From: Guoqing Jiang <gqjiang@suse.com>
To: Xiao Ni <xni@redhat.com>, linux-raid@vger.kernel.org
Cc: shli@kernel.org, neilb@suse.com, ming.lei@redhat.com, ncroxon@redhat.com
Subject: Re: [RFC PATCH] MD: fix lock contention for flush bios
Date: Wed, 24 Jan 2018 17:02:57 +0800 [thread overview]
Message-ID: <c3b38c2f-e139-85e2-b78b-17f20b6622b3@suse.com> (raw)

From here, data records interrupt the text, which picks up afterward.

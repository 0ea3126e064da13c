use anyhow::{Context, Result};
use std::sync::Arc;
use tracing::{debug, info};

use super::resolver::EntityResolver;
use super::IngestContext;
use crate::db::models::{
    LineupSlot, Match, MatchDetails, MatchUpsert, NewCard, NewGoal, NewLineup, NewMissedPenalty,
    NewSubstitution, Side,
};
use crate::db::Database;
use crate::transfermarkt::match_page::LineupBlock;
use crate::transfermarkt::{parse_match_page, MatchDetailPage, MatchRow, PageSource, PlayerRef};

/// Reconciles one schedule row, and the report page of a played match, into
/// a stored match aggregate.
pub struct MatchIngestor {
    db: Database,
    source: Arc<dyn PageSource>,
    resolver: EntityResolver,
}

impl MatchIngestor {
    pub fn new(db: Database, source: Arc<dyn PageSource>, resolver: EntityResolver) -> Self {
        MatchIngestor {
            db,
            source,
            resolver,
        }
    }

    /// Create or refresh the match of `row`. A match whose lineups are both
    /// stored is returned untouched. Detail extraction failures are recorded
    /// on `ctx` and leave the match partially populated.
    pub async fn ingest_row(
        &self,
        ctx: &mut IngestContext,
        row: &MatchRow,
        league_id: i64,
        group_id: Option<i64>,
    ) -> Result<Match> {
        ctx.matches_seen += 1;

        if let Some(existing) = self.db.find_match_by_external_id(row.external_id)? {
            if existing.is_detail_processed() {
                debug!(external_id = row.external_id, "match already processed");
                ctx.matches_skipped += 1;
                return Ok(existing);
            }
        }

        let home = self.resolver.resolve_team(&row.home, league_id, group_id)?;
        let away = self.resolver.resolve_team(&row.away, league_id, group_id)?;
        let (score1, score2) = row.score.unzip();
        let m = self.db.upsert_match(&MatchUpsert {
            external_id: row.external_id,
            league_id,
            team1_id: home.id,
            team2_id: away.id,
            score1,
            score2,
            date_time: row.date_time,
        })?;

        if !m.is_played() {
            return Ok(m);
        }

        if self.ingest_details(ctx, &m, &row.detail_path).await {
            ctx.details_stored += 1;
        }
        self.db
            .find_match(m.id)?
            .with_context(|| format!("match {} disappeared", m.external_id))
    }

    /// Fetch and store the report page. Returns whether details were saved.
    async fn ingest_details(&self, ctx: &mut IngestContext, m: &Match, path: &str) -> bool {
        let scope = format!("match {}", m.external_id);
        let html = match self.source.fetch_page(path).await {
            Ok(html) => html,
            Err(e) => {
                ctx.anomaly(scope, format!("report page unavailable: {:#}", e));
                return false;
            }
        };
        let page = parse_match_page(&html);
        let details = self.build_details(ctx, m, &page, &scope).await;

        match self.db.save_match_details(m.id, &details) {
            Ok(()) => {
                info!(
                    external_id = m.external_id,
                    lineups = details.lineups.len(),
                    goals = details.goals.len(),
                    "match details saved"
                );
                true
            }
            Err(e) => {
                ctx.anomaly(scope, format!("details not saved: {:#}", e));
                false
            }
        }
    }

    async fn build_details(
        &self,
        ctx: &mut IngestContext,
        m: &Match,
        page: &MatchDetailPage,
        scope: &str,
    ) -> MatchDetails {
        let mut details = MatchDetails::default();

        if let Some(name) = page.stadium.as_deref() {
            match self.resolver.resolve_stadium(name) {
                Ok(stadium) => details.stadium_id = Some(stadium.id),
                Err(e) => ctx.anomaly(scope, format!("stadium '{}': {:#}", name, e)),
            }
        }

        if page.lineups.len() == 2 {
            for (side, block) in [Side::Home, Side::Away].into_iter().zip(&page.lineups) {
                let lineup = self.build_lineup(ctx, side, m.team_for(side), block).await;
                details.lineups.push(lineup);
            }
        } else {
            ctx.anomaly(scope, "no lineups on report page");
        }

        for sub in &page.substitutions {
            if !details.lineups.iter().any(|l| l.side == sub.side) {
                ctx.anomaly(scope, format!("substitution for {} side without lineup", sub.side));
                continue;
            }
            let team_id = m.team_for(sub.side);
            let Some(player_out_id) = self.event_player(ctx, scope, sub.player_out.as_ref(), team_id)
            else {
                ctx.anomaly(scope, "substitution without outgoing player");
                continue;
            };
            let player_in_id = self.event_player(ctx, scope, sub.player_in.as_ref(), team_id);
            details.substitutions.push(NewSubstitution {
                side: sub.side,
                player_in_id,
                player_out_id,
                minute: sub.minute,
            });
        }

        for card in &page.cards {
            let Some(player_id) =
                self.event_player(ctx, scope, card.player.as_ref(), m.team_for(card.side))
            else {
                ctx.anomaly(scope, "card without player");
                continue;
            };
            details.cards.push(NewCard {
                side: card.side,
                player_id,
                minute: card.minute,
                card_type: card.card_type,
            });
        }

        for mp in &page.missed_penalties {
            let own = m.team_for(mp.side);
            let other = m.team_for(mp.side.opposite());
            details.missed_penalties.push(NewMissedPenalty {
                side: mp.side,
                taker_id: self.event_player(ctx, scope, mp.taker.as_ref(), own),
                saved_by_id: self.event_player(ctx, scope, mp.saved_by.as_ref(), other),
                conceded_by_id: self.event_player(ctx, scope, mp.conceded_by.as_ref(), other),
                minute: mp.minute,
            });
        }

        for goal in &page.goals {
            let scorer_side = if goal.own_goal { goal.side.opposite() } else { goal.side };
            let (score1, score2) = goal.score.unzip();
            details.goals.push(NewGoal {
                side: goal.side,
                scorer_id: self.event_player(ctx, scope, goal.scorer.as_ref(), m.team_for(scorer_side)),
                assist_id: self.event_player(ctx, scope, goal.assist.as_ref(), m.team_for(goal.side)),
                minute: goal.minute,
                score1,
                score2,
                own_goal: goal.own_goal,
                penalty: goal.penalty,
            });
        }

        details
    }

    async fn build_lineup(
        &self,
        ctx: &mut IngestContext,
        side: Side,
        team_id: i64,
        block: &LineupBlock,
    ) -> NewLineup {
        let mut lineup = NewLineup {
            side,
            formation: block.formation,
            captain_id: None,
            starters: Vec::with_capacity(block.starters.len()),
            bench: Vec::with_capacity(block.bench.len()),
        };

        for (entry, is_starter) in block
            .starters
            .iter()
            .map(|e| (e, true))
            .chain(block.bench.iter().map(|e| (e, false)))
        {
            let player = match self
                .resolver
                .resolve_lineup_player(ctx, &entry.player, team_id, entry.shirt_number)
                .await
            {
                Ok(p) => p,
                Err(e) => {
                    ctx.anomaly(
                        format!("player {}", entry.player.external_id),
                        format!("{:#}", e),
                    );
                    continue;
                }
            };
            let slot = LineupSlot {
                player_id: player.id,
                shirt_number: entry.shirt_number,
            };
            if is_starter {
                if entry.captain {
                    lineup.captain_id = Some(player.id);
                }
                lineup.starters.push(slot);
            } else {
                lineup.bench.push(slot);
            }
        }
        lineup
    }

    /// Resolve an optional event player; a storage failure is an anomaly.
    fn event_player(
        &self,
        ctx: &mut IngestContext,
        scope: &str,
        player: Option<&PlayerRef>,
        team_id: i64,
    ) -> Option<i64> {
        let player = player?;
        match self.resolver.resolve_event_player(player, team_id) {
            Ok(p) => Some(p.id),
            Err(e) => {
                ctx.anomaly(scope, format!("player {}: {:#}", player.external_id, e));
                None
            }
        }
    }
}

In-Reply-To: <1516761834-4701-1-git-send-email-xni@redhat.com>
On 01/24/2018 10:43 AM, Xiao Ni wrote:
> There is a lock contention when there are many processes which send flush bios
> to md device. eg. Create many lvs on one raid device and mkfs.xfs on each lv.
>
> Now it just can handle flush request sequentially. It needs to wait mddev->flush_bio
> to be NULL, otherwise get mddev->lock.
With the new approach, can we still keep the synchronization across all
devices?
I found the previous commit a2826aa92e2e ("md: support barrier requests
on all
personalities") did want to keep synchronization.
[snip]
> Suggested-by: Ming Lei <ming.lei@redhat.com>
> Signed-off-by: Xiao Ni <xni@redhat.com>
> ---
> drivers/md/md.c | 105 +++++++++++++++++++++++++-------------------------------
> drivers/md/md.h | 14 ++++----
> 2 files changed, 54 insertions(+), 65 deletions(-)
>
> diff --git a/drivers/md/md.c b/drivers/md/md.c
> index 4e4dee0..1e562f5 100644
> --- a/drivers/md/md.c
> +++ b/drivers/md/md.c
> @@ -409,33 +409,61 @@ static int md_congested(void *data, int bits)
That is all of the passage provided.